Wild Whooping Crane Chicks Fledge in Wisconsin

Wild Whooping Crane Chicks Fledge in Wisconsin

FOR IMMEDIATE RELEASE
September 1, 2010

Contact: Joan Garland, 608-381-1262

The Whooping Crane Eastern Partnership (WCEP) is celebrating another success in its efforts to reintroduce a wild migratory whooping crane population in eastern North America. Two wild-hatched whooping crane chicks have recently fledged, or become capable of flight. This is only the second time in over a century that naturally produced whooping cranes have fledged in the wild in the Midwest.

The chicks, #W1-10 and #W3-10 (W = wild hatched) were both observed flying with their parents this weekend. Number W1-10 is located on the Necedah National Wildlife Refuge (NWR) in central Wisconsin, and #W3-10 is on private property in Wood County, Wisconsin.

Seven chicks initially hatched this year in the wild, the largest number to hatch in WCEP project history. Wild-hatched chicks face a precarious existence in the first weeks of their lives, and natural loss of chicks due to predation is common. The survival rate for WCEP with these two chicks is within the range of survival rates for wild sandhill crane chicks in south-central Wisconsin currently being studied by the International Crane Foundation.

The two wild whooping crane chicks are the result of renesting. Earlier this spring, nine breeding pairs of whooping cranes built nests and laid eggs, but all nine pairs abandoned those first nests. The nest abandonments earlier this spring are similar to what has been observed in previous years. WCEP is investigating the cause of the abandonments through analysis of data collected throughout the nesting period on crane behavior and black fly abundance and distribution.

In addition to the two wild chicks, 13 whooping crane chicks are being conditioned to follow ultralight aircraft by a field team from Operation Migration and the Patuxent Wildlife Research Center. This fall, Operation Migration will guide the young cranes on their first southward migration from Necedah NWR to Florida, the cranes’ winter home.

An additional 11 chicks will be migrating south as part of WCEP’s Direct Autumn Release (DAR) project. Biologists from the International Crane Foundation and the U.S. Fish and Wildlife Service are currently rearing the whooping crane chicks at Necedah NWR. The chicks will be released this fall in the company of older cranes from whom the young birds learn the migration route. This is the sixth year WCEP has used this DAR method.

In the spring and fall, project staff from the International Crane Foundation and the U.S. Fish and Wildlife Service track and monitor the released cranes in an effort to learn as much as possible about their unassisted journeys and the habitat choices they make both along the way and on their summering and wintering grounds.

Most of the whooping cranes released in previous years spend the summer in central Wisconsin, where they use areas on or near Necedah NWR, as well as other public and private lands.

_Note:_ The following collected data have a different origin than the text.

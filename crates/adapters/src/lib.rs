// SPDX-License-Identifier: BUSL-1.1
// Copyright (c) 2026 Alfred Jean LLC

// Allow panic!/unwrap/expect in test code
#![cfg_attr(test, allow(clippy::panic))]
#![cfg_attr(test, allow(clippy::unwrap_used))]
#![cfg_attr(test, allow(clippy::expect_used))]
// Enable coverage(off) attribute for excluding test infrastructure
#![cfg_attr(coverage_nightly, feature(coverage_attribute))]

//! Adapters for external I/O

pub mod traced;
pub mod webhook;

pub use traced::TracedWebhookAdapter;
pub use webhook::{
    HttpWebhookAdapter, NoOpWebhookAdapter, WebhookAdapter, WebhookError, WebhookRequest,
    WebhookResponse,
};

// Test support - only compiled for tests or when explicitly requested
#[cfg(any(test, feature = "test-support"))]
pub use webhook::{FakeWebhookAdapter, WebhookCall};
// SPDX-License-Identifier: BUSL-1.1
// Copyright (c) 2026 Alfred Jean LLC

//! Envelope lock operations
//!
//! Lock rows are written with the previously stored token as a
//! precondition, so of two racing acquires on an expired row only one lands.

use super::Engine;
use crate::error::EngineError;
use seal_adapters::WebhookAdapter;
use seal_core::coordination::{lock, LockChange, LockInput};
use seal_core::{
    Actor, AuditEntry, Clock, Envelope, EnvelopeId, EnvelopeLock, Event, EventKind, IdGen,
    LockKind, LockToken, Operation, ResourceRef, UserId, WorkflowError,
};
use seal_storage::{Batch, StoreError};
use std::time::Duration;

impl<W, C, I> Engine<W, C, I>
where
    W: WebhookAdapter,
    C: Clock,
    I: IdGen,
{
    /// Take the lock, failing fast with `AlreadyLocked` if someone else
    /// holds a live one. `ttl` defaults to the configured TTL and is
    /// clamped to the configured maximum.
    pub fn acquire_lock(
        &self,
        envelope_id: &EnvelopeId,
        holder: &UserId,
        kind: LockKind,
        ttl: Option<Duration>,
    ) -> Result<EnvelopeLock, EngineError> {
        let input = LockInput::Acquire {
            holder: holder.clone(),
            kind,
            ttl: self.config.lock.effective_ttl(ttl),
            token: LockToken::new(self.next_id()),
        };
        let result = self.change_lock(&Actor::User(holder.clone()), envelope_id, input);
        if let Err(EngineError::Workflow(WorkflowError::AlreadyLocked { holder: current, .. })) =
            &result
        {
            tracing::info!(
                envelope_id = %envelope_id,
                requested_by = %holder,
                held_by = %current,
                "lock conflict"
            );
        }
        result?.ok_or_else(|| WorkflowError::not_found("lock", envelope_id).into())
    }

    /// Release under `token`. Absent or expired locks release as a no-op.
    pub fn release_lock(
        &self,
        actor: &Actor,
        envelope_id: &EnvelopeId,
        token: &LockToken,
    ) -> Result<(), EngineError> {
        self.change_lock(
            actor,
            envelope_id,
            LockInput::Release {
                token: token.clone(),
            },
        )?;
        Ok(())
    }

    pub fn renew_lock(
        &self,
        actor: &Actor,
        envelope_id: &EnvelopeId,
        token: &LockToken,
        ttl: Option<Duration>,
    ) -> Result<EnvelopeLock, EngineError> {
        let input = LockInput::Renew {
            token: token.clone(),
            ttl: self.config.lock.effective_ttl(ttl),
        };
        self.change_lock(actor, envelope_id, input)?
            .ok_or_else(|| WorkflowError::LockExpired {
                envelope_id: envelope_id.clone(),
            }
            .into())
    }

    /// The live lock, if any
    pub fn lock(&self, envelope_id: &EnvelopeId) -> Option<EnvelopeLock> {
        let now = self.clock.now();
        self.read(|state| state.live_lock(envelope_id, now).cloned())
    }

    /// Apply a lock transition; returns the lock row when one was written
    fn change_lock(
        &self,
        actor: &Actor,
        envelope_id: &EnvelopeId,
        input: LockInput,
    ) -> Result<Option<EnvelopeLock>, EngineError> {
        let current = self.read(|state| state.lock_row(envelope_id).cloned());
        self.change_lock_from(actor, envelope_id, current, input)
    }

    /// Apply a lock transition decided against `current`. An acquire that
    /// loses the row to a concurrent writer decides once more against the
    /// winner, so it reports `AlreadyLocked` rather than a token mismatch.
    fn change_lock_from(
        &self,
        actor: &Actor,
        envelope_id: &EnvelopeId,
        current: Option<EnvelopeLock>,
        input: LockInput,
    ) -> Result<Option<EnvelopeLock>, EngineError> {
        let retry = matches!(input, LockInput::Acquire { .. }).then(|| input.clone());
        if let LockWrite::Written(lock) =
            self.write_lock(actor, envelope_id, current.as_ref(), input)?
        {
            return Ok(lock);
        }
        let Some(input) = retry else {
            return Err(WorkflowError::TokenMismatch {
                envelope_id: envelope_id.clone(),
            }
            .into());
        };

        tracing::info!(envelope_id = %envelope_id, "lock row changed under acquire, retrying");
        let current = self.read(|state| state.lock_row(envelope_id).cloned());
        match self.write_lock(actor, envelope_id, current.as_ref(), input)? {
            LockWrite::Written(lock) => Ok(lock),
            LockWrite::Raced => {
                let holder = self
                    .read(|state| state.lock_row(envelope_id).map(|l| l.holder.to_string()))
                    .unwrap_or_default();
                Err(WorkflowError::AlreadyLocked {
                    envelope_id: envelope_id.clone(),
                    holder,
                }
                .into())
            }
        }
    }

    fn write_lock(
        &self,
        actor: &Actor,
        envelope_id: &EnvelopeId,
        current: Option<&EnvelopeLock>,
        input: LockInput,
    ) -> Result<LockWrite, EngineError> {
        let envelope = self
            .read(|state| state.envelope(envelope_id).cloned())
            .ok_or_else(|| WorkflowError::not_found("envelope", envelope_id))?;
        let change = lock::transition(envelope_id, current, input, &self.clock)?;
        let batch = Batch::new().expect_lock(envelope_id, current.map(|l| &l.token));

        let (written, event) = match change {
            LockChange::Granted { lock, event } => {
                if !self.commit_lock(batch.with(Operation::LockSaved { lock: lock.clone() }))? {
                    return Ok(LockWrite::Raced);
                }
                (Some(lock), Some(event))
            }
            LockChange::Cleared { event } => {
                if current.is_some()
                    && !self.commit_lock(batch.with(Operation::LockCleared {
                        envelope_id: envelope_id.clone(),
                    }))?
                {
                    return Ok(LockWrite::Raced);
                }
                (None, event)
            }
        };

        if let Some(kind) = event {
            self.audit_lock(actor, &envelope, current, written.as_ref(), kind);
        }
        Ok(LockWrite::Written(written))
    }

    /// Commit a lock row; `false` when the stored token no longer matches
    fn commit_lock(&self, batch: Batch) -> Result<bool, EngineError> {
        let mut store = self.store.lock().unwrap_or_else(|e| e.into_inner());
        match store.commit(batch) {
            Ok(()) => Ok(true),
            Err(StoreError::LockChanged { .. }) => Ok(false),
            Err(err) => Err(err.into()),
        }
    }

    fn audit_lock(
        &self,
        actor: &Actor,
        envelope: &Envelope,
        before: Option<&EnvelopeLock>,
        after: Option<&EnvelopeLock>,
        kind: EventKind,
    ) {
        let now = self.clock.now();
        let event: Event = envelope.event(kind, now);
        let action = event.name().replace(':', ".");
        tracing::info!(
            envelope_id = %envelope.id,
            %action,
            holder = after.or(before).map(|l| l.holder.to_string()).unwrap_or_default(),
            expires_at = ?after.map(|l| l.expires_at),
            "lock changed"
        );
        self.audit(
            AuditEntry::new(
                envelope.account_id.clone(),
                actor.clone(),
                action,
                ResourceRef::Lock {
                    envelope_id: envelope.id.clone(),
                },
                now,
            )
            .before(before)
            .after(after),
        );
    }
}

enum LockWrite {
    Written(Option<EnvelopeLock>),
    Raced,
}

#[cfg(test)]
#[path = "locks_tests.rs"]
mod tests;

Whooping cranes were on the verge of extinction in the 1940s. Today, there are only about 550 birds in existence, approximately 400 of them in the wild. Aside from the 96 WCEP birds, the only other migrating population of whooping cranes nests at Wood Buffalo National Park in northern Alberta, Canada and winters at Aransas NWR on the Texas Gulf Coast. A non-migrating flock of approximately 30 birds lives year-round in the central Florida Kissimmee region.

Whooping cranes, named for their loud and penetrating unison calls, live and breed in wetland areas, where they feed on crabs, clams, frogs and aquatic plants. They are distinctive animals, standing five feet tall, with white bodies, black wing tips and red crowns on their heads.

WCEP asks anyone who encounters a whooping crane in the wild to please give them the respect and distance they need. Do not approach birds on foot within 200 yards; remain in your vehicle; do not approach in a vehicle within 100 yards. Also, please remain concealed and do not speak loudly enough that the birds can hear you. Finally, do not trespass on private property in an attempt to view or photograph whooping cranes.

Whooping Crane Eastern Partnership founding members are the International Crane Foundation, Operation Migration, Inc., Wisconsin Department of Natural Resources, U.S. Fish and Wildlife Service, the U.S. Geological Survey’s Patuxent Wildlife Research Center and National Wildlife Health Center, the National Fish and Wildlife Foundation, the Natural Resources Foundation of Wisconsin, and the International Whooping Crane Recovery Team.

Many other flyway states, provinces, private individuals and conservation groups have joined forces with and support WCEP by donating resources, funding and personnel. More than 60 percent of the project’s budget comes from private sources in the form of grants, public donations and corporate sponsors.